### Task inputs
//! Cliente assíncrono do servidor NUT.
//!
//! Uma conexão TCP por requisição, sem pool. Conexão e leitura
//! compartilham um único prazo (`timeout`): um servidor que mantém o
//! socket aberto nunca segura o chamador além dele.

use std::time::Duration;
use tokio::io::{AsyncReadExt, AsyncWriteExt};
use tokio::net::TcpStream;
use tokio::time::{Instant, timeout_at};
use tracing::{debug, warn};
use ups_core::TelemetrySample;
use ups_core::config::NutServerConfig;
use ups_core::protocol::{self, DeviceListing, Request, ServerError};

const READ_CHUNK: usize = 4096;

#[derive(Debug, thiserror::Error)]
pub enum ClientError {
    #[error("Falha ao conectar em {addr}: {source}")]
    Connect {
        addr: String,
        #[source]
        source: std::io::Error,
    },

    #[error("Sem resposta de {addr} em {timeout:?}")]
    TimedOut { addr: String, timeout: Duration },

    #[error("Erro de I/O com o servidor NUT: {0}")]
    Io(#[from] std::io::Error),

    #[error(transparent)]
    Server(#[from] ServerError),
}

#[derive(Debug, Clone)]
pub struct NutClient {
    host: String,
    port: u16,
    timeout: Duration,
}

impl NutClient {
    pub fn new(host: impl Into<String>, port: u16, timeout: Duration) -> Self {
        Self {
            host: host.into(),
            port,
            timeout,
        }
    }

    pub fn from_config(config: &NutServerConfig) -> Self {
        Self::new(config.host.clone(), config.port, config.request_timeout())
    }

    pub fn addr(&self) -> String {
        format!("{}:{}", self.host, self.port)
    }

    /// Envia `request` e retorna a resposta textual.
    ///
    /// A leitura termina no marcador `END LIST`, numa linha `ERR`, no
    /// fechamento do socket ou no prazo. Se o prazo vence com dados
    /// parciais, eles são retornados.
    pub async fn request(&self, request: &Request) -> Result<String, ClientError> {
        let deadline = Instant::now() + self.timeout;
        let timed_out = || ClientError::TimedOut {
            addr: self.addr(),
            timeout: self.timeout,
        };

        let mut stream = timeout_at(deadline, TcpStream::connect((self.host.as_str(), self.port)))
            .await
            .map_err(|_| timed_out())?
            .map_err(|source| ClientError::Connect {
                addr: self.addr(),
                source,
            })?;

        timeout_at(deadline, stream.write_all(request.encode().as_bytes()))
            .await
            .map_err(|_| timed_out())??;

        let mut raw = Vec::new();
        let mut buf = [0u8; READ_CHUNK];
        loop {
            match timeout_at(deadline, stream.read(&mut buf)).await {
                Err(_) if raw.is_empty() => return Err(timed_out()),
                Err(_) => {
                    warn!(
                        "Resposta incompleta de {} após {:?} ({} bytes)",
                        self.addr(),
                        self.timeout,
                        raw.len()
                    );
                    break;
                }
                Ok(Ok(0)) => break,
                Ok(Ok(n)) => {
                    raw.extend_from_slice(&buf[..n]);
                    if request.is_complete(&String::from_utf8_lossy(&raw)) {
                        break;
                    }
                }
                Ok(Err(e)) => return Err(ClientError::Io(e)),
            }
        }

        let text = String::from_utf8_lossy(&raw).into_owned();
        debug!("← {} bytes de {}", text.len(), self.addr());
        protocol::check_server_error(&text)?;
        Ok(text)
    }

    /// `LIST UPS`: dispositivos anunciados pelo servidor.
    pub async fn list_devices(&self) -> Result<Vec<DeviceListing>, ClientError> {
        let raw = self.request(&Request::ListUps).await?;
        Ok(protocol::parse_device_list(&raw))
    }

    /// `LIST VAR <device>`: amostra atual do dispositivo.
    pub async fn fetch_vars(&self, device: &str) -> Result<TelemetrySample, ClientError> {
        let raw = self.request(&Request::ListVar(device.to_string())).await?;
        Ok(protocol::parse_variables(&raw, device))
    }
}

// ──────────────────────────────────────────────
// Servidor NUT falso para testes
// ──────────────────────────────────────────────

### What the task asks
Check each line of the listing for "host". Show those that have it.

### The completed task
    host: String,
    pub fn new(host: impl Into<String>, port: u16, timeout: Duration) -> Self {
            host: host.into(),
        Self::new(config.host.clone(), config.port, config.request_timeout())
        format!("{}:{}", self.host, self.port)
        let mut stream = timeout_at(deadline, TcpStream::connect((self.host.as_str(), self.port)))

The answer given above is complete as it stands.